» Task description
Starting at the top of the entries below, set down every line exactly, please, until you reach the line with "for the opponent.", which is included too.

» Exercise materials
################
//! One-ply heuristic opponent.
//!
//! Rules are tried in a fixed priority order:
//!
//! 1. **Win**: the first empty cell (ascending) that completes a line for the mover.
//! 2. **Block**: the first empty cell that would complete a line for the opponent.
//! 3. **Center**: cell 5, if empty.
//! 4. **Corner**: one of the empty corners, chosen by the [`TieBreaker`].
//! 5. **Fallback**: any empty cell, chosen by the [`TieBreaker`].
//!
//! The heuristic looks exactly one ply ahead, so it is not perfect play:
//! forks go unnoticed and an optimal opponent can beat it.

use super::position::Position;
use super::rules::would_win;
use super::types::{Board, Player};
use rand::rngs::StdRng;
use rand::seq::IndexedRandom;
use rand::{Rng, SeedableRng};
use serde::{Deserialize, Serialize};
use tracing::{debug, instrument};

/// Picks one of several equally ranked candidate positions.
pub trait TieBreaker {
    /// Returns one element of `candidates`, or `None` if it is empty.
    fn pick(&mut self, candidates: &[Position]) -> Option<Position>;
}

impl<T: TieBreaker + ?Sized> TieBreaker for &mut T {
    fn pick(&mut self, candidates: &[Position]) -> Option<Position> {
        (**self).pick(candidates)
    }
}

impl<T: TieBreaker + ?Sized> TieBreaker for Box<T> {
    fn pick(&mut self, candidates: &[Position]) -> Option<Position> {
        (**self).pick(candidates)
    }
}

/// Uniform random choice from an injected RNG.
#[derive(Debug, Clone)]
pub struct RandomTieBreaker<R = StdRng> {
    rng: R,
}

impl<R: Rng> RandomTieBreaker<R> {
    /// Wraps an existing RNG.
    pub fn new(rng: R) -> Self {
        Self { rng }
    }
}

impl RandomTieBreaker<StdRng> {
    /// Reproducible tie-breaking from a fixed seed.
    pub fn seeded(seed: u64) -> Self {
        Self::new(StdRng::seed_from_u64(seed))
    }

    /// Tie-breaking seeded from the operating system.
    pub fn from_os_rng() -> Self {
        Self::new(StdRng::from_os_rng())
    }
}

impl<R: Rng> TieBreaker for RandomTieBreaker<R> {
    fn pick(&mut self, candidates: &[Position]) -> Option<Position> {
        candidates.choose(&mut self.rng).copied()
    }
}

/// Always takes the lowest-numbered candidate.
#[derive(Debug, Clone, Copy, Default)]
pub struct LowestIndex;

impl TieBreaker for LowestIndex {
    fn pick(&mut self, candidates: &[Position]) -> Option<Position> {
        candidates.iter().min().copied()
    }
}

/// Which priority rule produced a heuristic move.
#[derive(Debug, Clone, Copy, PartialEq, Eq, Hash, Serialize, Deserialize, strum::Display)]
#[strum(serialize_all = "lowercase")]
pub enum Rule {
    /// Completes a line for the mover.
    Win,
    /// Denies the opponent an immediate line.
    Block,
    /// Takes the center.
    Center,
    /// Takes an empty corner.
    Corner,
    /// Takes any empty cell.
    Fallback,
}

/// A heuristic move and the rule that selected it.
#[derive(Debug, Clone, Copy, PartialEq, Eq, Serialize, Deserialize)]
pub struct Choice {
    /// Chosen position.
    pub position: Position,
    /// Rule that fired.
    pub rule: Rule,
}

/// First empty cell (ascending) where `player` would complete a line.
pub fn completing_move(board: &Board, player: Player) -> Option<Position> {
    board
        .empty_positions()
        .into_iter()
        .find(|pos| would_win(&board.with(*pos, player), player))
}

/// Selects a move for `mark`, reporting which rule fired.
///
/// Returns `None` only when the board has no empty cell.
#[instrument(skip(tie_breaker), fields(board = %board.notation()))]
pub fn choose<T: TieBreaker + ?Sized>(
    board: &Board,
    mark: Player,
    tie_breaker: &mut T,
) -> Option<Choice> {
    let empty = board.empty_positions();
    if empty.is_empty() {
        return None;
    }

    let choice = if let Some(position) = completing_move(board, mark) {
        Choice {
            position,
            rule: Rule::Win,
        }
    } else if let Some(position) = completing_move(board, mark.opponent()) {
        Choice {
            position,
            rule: Rule::Block,
        }
    } else if board.is_empty(Position::Center) {
        Choice {
            position: Position::Center,
            rule: Rule::Center,
        }
    } else {
        let corners: Vec<Position> = empty.iter().copied().filter(|p| p.is_corner()).collect();
        if corners.is_empty() {
            Choice {
                position: tie_breaker.pick(&empty)?,
                rule: Rule::Fallback,
            }
        } else {
            Choice {
                position: tie_breaker.pick(&corners)?,
                rule: Rule::Corner,
            }
        }
    };

    debug!(position = choice.position.number(), rule = %choice.rule, "Heuristic choice");
    Some(choice)
}

/// Selects a move for `mark` on `board`.
pub fn heuristic_move<T: TieBreaker + ?Sized>(
    board: &Board,
    mark: Player,
    tie_breaker: &mut T,
) -> Option<Position> {
    choose(board, mark, tie_breaker).map(|c| c.position)
}

#[cfg(test)]
mod tests {
    use super::*;

    /// Always takes the last candidate, so tests can tell it apart from `LowestIndex`.
    struct LastCandidate;

    impl TieBreaker for LastCandidate {
        fn pick(&mut self, candidates: &[Position]) -> Option<Position> {
            candidates.last().copied()
        }
    }

    fn board(notation: &str) -> Board {
        notation.parse().unwrap()
    }

    #[test]
    fn test_win_beats_block() {
        let choice = choose(&board("XX_OO____"), Player::X, &mut LowestIndex).unwrap();
        assert_eq!(choice.position, Position::TopRight);
        assert_eq!(choice.rule, Rule::Win);
    }

    #[test]
    fn test_block_when_no_win() {
        let choice = choose(&board("X__OO____"), Player::X, &mut LowestIndex).unwrap();
        assert_eq!(choice.position, Position::MiddleRight);
        assert_eq!(choice.rule, Rule::Block);
    }

    #[test]
    fn test_lowest_winning_cell_taken_first() {
        // X can win at 3 (top row) or 7 (left column).
        let choice = choose(&board("XX_X___OO"), Player::X, &mut LastCandidate).unwrap();
        assert_eq!(choice.position, Position::TopRight);
        assert_eq!(choice.rule, Rule::Win);
    }

    #[test]
    fn test_center_on_open_board() {
        let choice = choose(&Board::new(), Player::X, &mut LastCandidate).unwrap();
        assert_eq!(choice.position, Position::Center);
        assert_eq!(choice.rule, Rule::Center);
    }

    #[test]
    fn test_corner_uses_tie_breaker() {
        let b = board("____X____");
        let low = choose(&b, Player::O, &mut LowestIndex).unwrap();
        let high = choose(&b, Player::O, &mut LastCandidate).unwrap();
        assert_eq!(low.position, Position::TopLeft);
        assert_eq!(high.position, Position::BottomRight);
        assert_eq!(high.rule, Rule::Corner);
    }

    #[test]
    fn test_fallback_when_corners_and_center_taken() {
        // X O X / _ X _ / O X O, O to move; neither side has an open line.
        let b = board("XOX_X_OXO");
        let choice = choose(&b, Player::O, &mut LastCandidate).unwrap();
        assert_eq!(choice.rule, Rule::Fallback);
        assert_eq!(choice.position, Position::MiddleRight);
    }

    #[test]
    fn test_full_board_has_no_move() {
        assert_eq!(heuristic_move(&board("XOXOXXOXO"), Player::O, &mut LowestIndex), None);
    }

    #[test]
    fn test_seeded_random_is_reproducible() {
        let b = board("____X____");
        let picks = |seed| {
            let mut tb = RandomTieBreaker::seeded(seed);
            (0..10)
                .map(|_| heuristic_move(&b, Player::O, &mut tb).unwrap())
                .collect::<Vec<_>>()
        };
        let first = picks(7);
        assert_eq!(first, picks(7));
        assert!(first.iter().all(|p| p.is_corner()));
    }

    #[test]
    fn test_rule_display() {
        assert_eq!(Rule::Block.to_string(), "block");
        assert_eq!(Rule::Fallback.to_string(), "fallback");
    }
}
################
» Response to the exercise
//! One-ply heuristic opponent.
//!
//! Rules are tried in a fixed priority order:
//!
//! 1. **Win**: the first empty cell (ascending) that completes a line for the mover.
//! 2. **Block**: the first empty cell that would complete a line for the opponent.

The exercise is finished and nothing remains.